The four children of the Bergs family in the Netherlands were rewarded with Jaffa oranges for dessert but were alarmed by the fruit’s strange taste. When the family took a closer look, they saw silver globules in the oranges, and the parents rushed the kids to the hospital to have their stomachs pumped. A Palestinian militant group that called itself the Arab Revolutionary Army claimed responsibility, telling the Dutch government that it had injected citrus fruit from Israel with mercury in order to induce panic and disrupt Israel’s economy. The tampering likely took place at a European distribution centre; tainted citrus fruit showed up in Germany, Spain, Belgium, England and Morocco.
Another politically motivated, fruit tampering case surfaced two decades later, when the Public Health Inspection service in the U.S. received a call from someone claiming that Chilean fruit had been laced with cyanide, in a campaign to draw attention to the living conditions of the poor under the Augusto Pinochet government. A sample of grapes exported to the Port of Philadelphia tested positive for cyanide, and the Food and Drug Administration detained all Chilean fruit. In the end, 4,781,361 cases of fruit had been examined before Chilean authorities took over responsibility for inspecting fruit before it was exported.

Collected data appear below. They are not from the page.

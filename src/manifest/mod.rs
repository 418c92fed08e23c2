//! Project manifest model and rewrite
//!
//! Reads and writes `package.json`, exposing the dependency blocks the
//! downgrade rewrite touches as typed maps while passing every other field
//! through untouched and in order.

pub mod minimize;

use crate::core::error::{DowngradeError, Result};
use crate::core::types::DependencyMap;
use indexmap::IndexMap;
use serde::{Deserialize, Serialize};
use std::fs;
use std::io;
use std::path::Path;

/// File name of the project manifest
pub const MANIFEST_FILE_NAME: &str = "package.json";

/// A parsed project manifest.
///
/// Only the fields the downgrade rewrite cares about are typed; everything
/// else survives in `extra` with its original order and values.
#[derive(Debug, Clone, Serialize, Deserialize, Default)]
pub struct PackageManifest {
    /// Declared project version
    #[serde(skip_serializing_if = "Option::is_none")]
    pub version: Option<String>,

    /// Runtime dependency ranges
    #[serde(skip_serializing_if = "Option::is_none")]
    pub dependencies: Option<DependencyMap>,

    /// Development dependency ranges
    #[serde(rename = "devDependencies", skip_serializing_if = "Option::is_none")]
    pub dev_dependencies: Option<DependencyMap>,

    /// Peer dependency ranges
    #[serde(rename = "peerDependencies", skip_serializing_if = "Option::is_none")]
    pub peer_dependencies: Option<DependencyMap>,

    /// Version overrides forced onto the whole install tree
    #[serde(skip_serializing_if = "Option::is_none")]
    pub overrides: Option<DependencyMap>,

    /// Every other manifest field, passed through untouched
    #[serde(flatten)]
    pub extra: IndexMap<String, serde_json::Value>,
}

impl PackageManifest {
    /// Load the manifest from `<dir>/package.json`
    pub fn load(dir: &Path) -> Result<Self> {
        let path = dir.join(MANIFEST_FILE_NAME);
        let content = match fs::read_to_string(&path) {
            Ok(content) => content,
            Err(e) if e.kind() == io::ErrorKind::NotFound => {
                return Err(DowngradeError::manifest_not_found(path));
            },
            Err(e) => return Err(e.into()),
        };

        Ok(serde_json::from_str(&content)?)
    }

    /// Write the manifest to `<dir>/package.json`
    pub fn save(&self, dir: &Path) -> Result<()> {
        let path = dir.join(MANIFEST_FILE_NAME);
        let content = serde_json::to_string_pretty(self)?;
        fs::write(&path, content)?;
        Ok(())
    }
}

#[cfg(test)]
mod tests {
    use super::*;
    use pretty_assertions::assert_eq;
    use tempfile::TempDir;

    #[test]
    fn test_load_missing_manifest() -> Result<()> {
        let temp_dir = TempDir::new()?;

        let err = PackageManifest::load(temp_dir.path()).unwrap_err();
        assert!(matches!(err, DowngradeError::ManifestNotFound { .. }));

        Ok(())
    }

    #[test]
    fn test_load_save_round_trip_preserves_extra_fields() -> Result<()> {
        let temp_dir = TempDir::new()?;
        let text = r#"{
            "name": "fixture",
            "version": "1.0.0",
            "main": "index.js",
            "dependencies": {"b": "^2.0.0", "a": "^1.0.0"},
            "scripts": {"test": "node test.js"}
        }"#;
        fs::write(temp_dir.path().join(MANIFEST_FILE_NAME), text)?;

        let manifest = PackageManifest::load(temp_dir.path())?;

        assert_eq!(manifest.version.as_deref(), Some("1.0.0"));
        let deps = manifest.dependencies.as_ref().unwrap();
        // Declaration order survives parsing.
        let keys: Vec<&String> = deps.keys().collect();
        assert_eq!(keys, ["b", "a"]);
        assert_eq!(manifest.extra["name"], "fixture");
        assert_eq!(manifest.extra["main"], "index.js");

        let out_dir = TempDir::new()?;
        manifest.save(out_dir.path())?;
        let reloaded = PackageManifest::load(out_dir.path())?;

        assert_eq!(reloaded.extra["scripts"]["test"], "node test.js");
        let keys: Vec<&String> = reloaded.dependencies.as_ref().unwrap().keys().collect();
        assert_eq!(keys, ["b", "a"]);

        Ok(())
    }
}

The most infamous case of product tampering is the Tylenol crisis of 1982, in which seven people in the Chicago area died after taking what they thought was extra-strength Tylenol but was in fact potassium cyanide. The case is still unsolved. In addition to the death toll, what makes this case remarkable is that it led to tough anti-tampering laws, as well as a massive shift in how consumer goods are packaged; rarely will you find a packaged food product or drug today that doesn’t have tamper-resistant or tamper-evident seals.
Sadly, the Tylenol case prompted a series of copycats. In a 1988 case, Stella Nickell killed her husband with cyanide-laced Excedrin and then put the tainted pills on a store shelf to divert suspicion. Susan Katherine Snow died as a result.